Work instructions: Repeat only the lines below from the one containing "list is being" through the one containing "package.root = Some(root.into());", inclusive, exactly as written.

Information shown:
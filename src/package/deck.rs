//! Durable storage for a deck's card list and its asset files.
//!
//! Layout of a package:
//! ```text
//! <package-root>/
//!   Contents/
//!     deck.json        # serialized card list
//!     <asset files>    # referenced by ref:// tokens in card faces
//! ```
//!
//! Every mutation re-serializes the full card list and flushes it to disk
//! before returning; there is no explicit save step and no undo log. Callers
//! must serialize all mutation of one package onto a single execution
//! context; the on-disk subtrees of distinct packages are disjoint.

use std::fs;
use std::io;
use std::path::{Path, PathBuf};

use log::{debug, warn};
use serde::{Deserialize, Serialize};
use thiserror::Error;
use uuid::Uuid;

use crate::models::Card;
use crate::resolver;

/// Directory inside the package root holding metadata and assets.
pub const CONTENTS_DIR: &str = "Contents";

/// Name of the serialized card list inside [`CONTENTS_DIR`].
pub const METADATA_FILE: &str = "deck.json";

#[derive(Error, Debug)]
pub enum PackageError {
    #[error("IO error: {0}")]
    Io(#[from] io::Error),

    #[error("metadata encode failed: {0}")]
    Encode(#[from] serde_json::Error),

    #[error("write failed at {}: {source}", .path.display())]
    WriteFailure { path: PathBuf, source: io::Error },

    #[error("package is not attached to a directory")]
    Detached,

    #[error("card not found: {0}")]
    CardNotFound(Uuid),
}

pub type Result<T> = std::result::Result<T, PackageError>;

/// Serialized form of the metadata file.
#[derive(Deserialize)]
struct DeckInfo {
    id: Uuid,
    cards: Vec<Card>,
}

#[derive(Serialize)]
struct DeckInfoRef<'a> {
    id: Uuid,
    cards: &'a [Card],
}

/// An open deck package.
///
/// Created detached via [`DeckPackage::new`] and bound to a directory with
/// [`DeckPackage::attach`], or opened from an existing directory with
/// [`DeckPackage::open`]. Mutating operations flush synchronously and roll
/// the in-memory card list back if the write fails.
pub struct DeckPackage {
    root: Option<PathBuf>,
    id: Uuid,
    cards: Vec<Card>,
    // Re-entrancy guard: suppresses flushing while the card list is being
    // populated from disk.
    loading: bool,
}

impl Default for DeckPackage {
    fn default() -> Self {
        Self::new()
    }
}

impl DeckPackage {
    /// An empty package not yet bound to any directory. Mutations fail with
    /// [`PackageError::Detached`] until [`Self::attach`] succeeds.
    pub fn new() -> Self {
        Self {
            root: None,
            id: Uuid::new_v4(),
            cards: Vec::new(),
            loading: false,
        }
    }

    /// Binds the package to `root`, creating the directory skeleton and
    /// flushing an (initially empty) metadata file.
    pub fn attach(&mut self, root: impl Into<PathBuf>) -> Result<()> {
        let root = root.into();
        fs::create_dir_all(root.join(CONTENTS_DIR))?;
        self.root = Some(root);
        self.flush()
    }

    /// One-call creation of a brand-new package at `root`.
    pub fn create(root: impl Into<PathBuf>) -> Result<Self> {
        let mut package = Self::new();
        package.attach(root)?;
        Ok(package)
    }

    /// Opens an existing package directory.
    ///
    /// A missing metadata file falls back to the legacy naming-convention
    /// scan of the asset area (which yields zero cards for an empty
    /// directory); unparsable metadata degrades to an empty card list. Load
    /// failures are never fatal.
    pub fn open(root: impl Into<PathBuf>) -> Self {
        let mut package = Self::new();
        package.root = Some(root.into());
        package.load();
        package
    }

    pub fn id(&self) -> Uuid {
        self.id
    }

    pub fn root(&self) -> Option<&Path> {
        self.root.as_deref()
    }

    /// The asset area (`<root>/Contents`), if attached.
    pub fn assets_dir(&self) -> Option<PathBuf> {
        self.root.as_ref().map(|root| root.join(CONTENTS_DIR))
    }

    pub fn cards(&self) -> &[Card] {
        &self.cards
    }

    pub fn card(&self, id: Uuid) -> Option<&Card> {
        self.cards.iter().find(|card| card.id == id)
    }

    pub fn len(&self) -> usize {
        self.cards.len()
    }

    pub fn is_empty(&self) -> bool {
        self.cards.is_empty()
    }

    /// Cards due for review at `now` (epoch seconds), oldest due date first.
    pub fn due_cards(&self, now: f64) -> Vec<&Card> {
        let mut due: Vec<&Card> = self
            .cards
            .iter()
            .filter(|card| card.study.is_due(now))
            .collect();
        due.sort_by(|a, b| {
            a.study
                .next_review_at
                .total_cmp(&b.study.next_review_at)
        });
        due
    }

    /// Appends a card and flushes.
    pub fn add_card(&mut self, card: Card) -> Result<()> {
        let snapshot = self.cards.clone();
        self.cards.push(card);
        self.commit(snapshot)
    }

    /// Replaces the stored card with the same id and flushes.
    pub fn update_card(&mut self, card: Card) -> Result<()> {
        let pos = self
            .cards
            .iter()
            .position(|existing| existing.id == card.id)
            .ok_or(PackageError::CardNotFound(card.id))?;
        let snapshot = self.cards.clone();
        self.cards[pos] = card;
        self.commit(snapshot)
    }

    /// Removes a card, flushes, and deletes the card's owned `ref://` asset
    /// files so the package carries no orphans.
    pub fn remove_card(&mut self, id: Uuid) -> Result<Card> {
        let pos = self
            .cards
            .iter()
            .position(|card| card.id == id)
            .ok_or(PackageError::CardNotFound(id))?;
        let snapshot = self.cards.clone();
        let removed = self.cards.remove(pos);
        self.commit(snapshot)?;

        if let Some(assets) = self.assets_dir() {
            for token in [&removed.front, &removed.back] {
                let Some(name) = resolver::ref_filename(token) else {
                    continue;
                };
                let path = assets.join(name);
                if let Err(err) = fs::remove_file(&path) {
                    warn!("could not delete asset {}: {}", path.display(), err);
                }
            }
        }
        Ok(removed)
    }

    /// Stores captured asset bytes under a collision-free generated name and
    /// returns the `ref://` token recording it.
    pub fn store_asset(&self, bytes: &[u8], extension: &str) -> Result<String> {
        let assets = self.assets_dir().ok_or(PackageError::Detached)?;
        let name = format!("{}.{}", Uuid::new_v4(), extension.trim_start_matches('.'));
        let path = assets.join(&name);
        fs::write(&path, bytes).map_err(|source| PackageError::WriteFailure { path, source })?;
        Ok(resolver::ref_token(&name))
    }

    /// Writes a copy of this package at `dest`: a fresh metadata file plus
    /// every asset file from the source asset area. The package itself stays
    /// rooted where it was.
    pub fn save_to(&self, dest: impl AsRef<Path>) -> Result<()> {
        self.write_bundle(dest.as_ref(), self.id)
    }

    /// Like [`Self::save_to`], but the copy becomes this package's new home:
    /// the deck id is regenerated and the package re-roots at `dest`.
    pub fn save_as(&mut self, dest: impl Into<PathBuf>) -> Result<()> {
        let dest = dest.into();
        let new_id = Uuid::new_v4();
        self.write_bundle(&dest, new_id)?;
        self.id = new_id;
        self.root = Some(dest);
        Ok(())
    }

    fn load(&mut self) {
        let Some(root) = self.root.clone() else {
            return;
        };
        let contents = root.join(CONTENTS_DIR);
        let meta = contents.join(METADATA_FILE);

        self.loading = true;
        match fs::read_to_string(&meta) {
            Ok(text) => match serde_json::from_str::<DeckInfo>(&text) {
                Ok(info) => {
                    self.id = info.id;
                    self.cards = info.cards;
                    debug!("loaded {} cards from {}", self.cards.len(), meta.display());
                }
                Err(err) => {
                    warn!("corrupt metadata in {}: {}", meta.display(), err);
                    self.cards = Vec::new();
                }
            },
            // No metadata file: legacy packages carry only paired assets.
            Err(_) => self.cards = legacy_scan(&contents),
        }
        self.loading = false;
    }

    fn flush(&self) -> Result<()> {
        if self.loading {
            return Ok(());
        }
        let contents = self.assets_dir().ok_or(PackageError::Detached)?;
        let meta = contents.join(METADATA_FILE);
        let json = serde_json::to_string_pretty(&DeckInfoRef {
            id: self.id,
            cards: &self.cards,
        })?;

        // Temp-file-then-rename keeps the previous metadata intact if the
        // write fails partway.
        let tmp = contents.join(format!("{METADATA_FILE}.tmp"));
        fs::write(&tmp, json)
            .and_then(|_| fs::rename(&tmp, &meta))
            .map_err(|source| PackageError::WriteFailure { path: meta, source })?;
        debug!("flushed {} cards", self.cards.len());
        Ok(())
    }

    fn commit(&mut self, snapshot: Vec<Card>) -> Result<()> {
        if let Err(err) = self.flush() {
            self.cards = snapshot;
            return Err(err);
        }
        Ok(())
    }

    fn write_bundle(&self, dest: &Path, id: Uuid) -> Result<()> {
        let dest_contents = dest.join(CONTENTS_DIR);
        fs::create_dir_all(&dest_contents)?;

        let json = serde_json::to_string_pretty(&DeckInfoRef {
            id,
            cards: &self.cards,
        })?;
        let meta = dest_contents.join(METADATA_FILE);
        fs::write(&meta, json).map_err(|source| PackageError::WriteFailure { path: meta, source })?;

        // Carry every asset over so the bundle stays self-contained.
        let Some(src_contents) = self.assets_dir() else {
            return Ok(());
        };
        if src_contents == dest_contents || !src_contents.exists() {
            return Ok(());
        }
        for entry in fs::read_dir(&src_contents)? {
            let entry = entry?;
            let name = entry.file_name();
            let name = name.to_string_lossy();
            if name == METADATA_FILE || name.starts_with('.') || entry.path().is_dir() {
                continue;
            }
            fs::copy(entry.path(), dest_contents.join(&*name))?;
        }
        Ok(())
    }
}

/// Builds cards from a folder of `*.front.*`/`*.back.*` asset pairs.
///
/// Fronts whose paired back file is missing are dropped silently; the scan
/// never fails the open.
fn legacy_scan(contents: &Path) -> Vec<Card> {
    let Ok(entries) = fs::read_dir(contents) else {
        return Vec::new();
    };

    let mut fronts: Vec<String> = entries
        .filter_map(|entry| entry.ok())
        .filter_map(|entry| entry.file_name().into_string().ok())
        .filter(|name| !name.starts_with('.') && resolver::is_front_asset(name))
        .collect();
    fronts.sort();

    fronts
        .into_iter()
        .filter_map(|front| match resolver::pair_back_file(&contents.join(&front)) {
            Ok(back) => {
                let back_name = back.file_name()?.to_str()?.to_owned();
                Some(Card::new(
                    resolver::ref_token(&front),
                    resolver::ref_token(&back_name),
                ))
            }
            Err(err) => {
                debug!("skipping unpaired front asset: {err}");
                None
            }
        })
        .collect()
}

Answer box:
    // Re-entrancy guard: suppresses flushing while the card list is being
    // populated from disk.
    loading: bool,
}

impl Default for DeckPackage {
    fn default() -> Self {
        Self::new()
    }
}

impl DeckPackage {
    /// An empty package not yet bound to any directory. Mutations fail with
    /// [`PackageError::Detached`] until [`Self::attach`] succeeds.
    pub fn new() -> Self {
        Self {
            root: None,
            id: Uuid::new_v4(),
            cards: Vec::new(),
            loading: false,
        }
    }

    /// Binds the package to `root`, creating the directory skeleton and
    /// flushing an (initially empty) metadata file.
    pub fn attach(&mut self, root: impl Into<PathBuf>) -> Result<()> {
        let root = root.into();
        fs::create_dir_all(root.join(CONTENTS_DIR))?;
        self.root = Some(root);
        self.flush()
    }

    /// One-call creation of a brand-new package at `root`.
    pub fn create(root: impl Into<PathBuf>) -> Result<Self> {
        let mut package = Self::new();
        package.attach(root)?;
        Ok(package)
    }

    /// Opens an existing package directory.
    ///
    /// A missing metadata file falls back to the legacy naming-convention
    /// scan of the asset area (which yields zero cards for an empty
    /// directory); unparsable metadata degrades to an empty card list. Load
    /// failures are never fatal.
    pub fn open(root: impl Into<PathBuf>) -> Self {
        let mut package = Self::new();
        package.root = Some(root.into());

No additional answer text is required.